The circulating dendritic cell compartment in patients with chronic lymphocytic leukemia is severely defective and unable to stimulate an effective T-cell response.

Chronic lymphocytic leukemia (CLL), the most frequent leukemia in the Western world, is characterized by a profound dysregulation of the host immune system that has a marked impact on the clinical course of the disease. To date, the competence of the circulating dendritic cell (DC) compartment in CLL patients has not been investigated. To address this issue, we sorted DC precursors from the peripheral blood of CLL patients and found a profoundly altered compartment as compared with normal donors.

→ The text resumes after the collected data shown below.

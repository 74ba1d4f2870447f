use crate::models::{Region, RegionSet};

///
/// Split every region into consecutive bins of `bin_size` bases. The last bin
/// of a region is clipped to the region end.
///
pub fn divide_genome(regions: &RegionSet, bin_size: u32) -> Vec<Region> {
    let bin_size = bin_size.max(1);
    let mut bins = Vec::new();

    for region in regions.iter() {
        let mut start = region.start;
        while start < region.end {
            let end = start.saturating_add(bin_size).min(region.end);
            bins.push(Region {
                chr: region.chr.clone(),
                start,
                end,
            });
            start = end;
        }
    }

    bins
}

///
/// Split `items` into `sections` contiguous chunks whose lengths differ by at
/// most one; the first `len % sections` chunks get the extra item. Chunks may
/// be empty when there are more sections than items.
///
pub fn array_split<T>(items: &[T], sections: usize) -> Vec<&[T]> {
    let sections = sections.max(1);
    let base = items.len() / sections;
    let extra = items.len() % sections;

    let mut chunks = Vec::with_capacity(sections);
    let mut offset = 0;
    for i in 0..sections {
        let size = base + usize::from(i < extra);
        chunks.push(&items[offset..offset + size]);
        offset += size;
    }

    chunks
}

CLL DCs proved a morphologically and phenotypically immature population, lacking the maturation antigen CD83 and the costimulatory molecule CD80, unable to induce a significant proliferative response in allo-mixed lymphocyte reaction, with a reduced ability to release interleukin 12 and to drive a type 1 T-cell response. To investigate whether these defects could be ascribed to inhibiting soluble factors released by the leukemic clone, DCs were generated in vitro from normal monocytes in the presence of allogeneic CLL cells. The addition of CLL cells induced similar markers of abnormal maturation and functional impairment with an inhibition in the expression of costimulatory molecules and a reduction of their allo-stimulatory ability. The blocking of interleukin 6 activity was able to revert the inhibition in a proportion of patients. Taken together, these findings indicate that mechanisms of tumor-induced DC inhibition are operational in CLL patients, resulting in both maturative and functional defects in the circulating DC compartment, with a potential functional impact in the regulation of in vivo T-cell immune responses.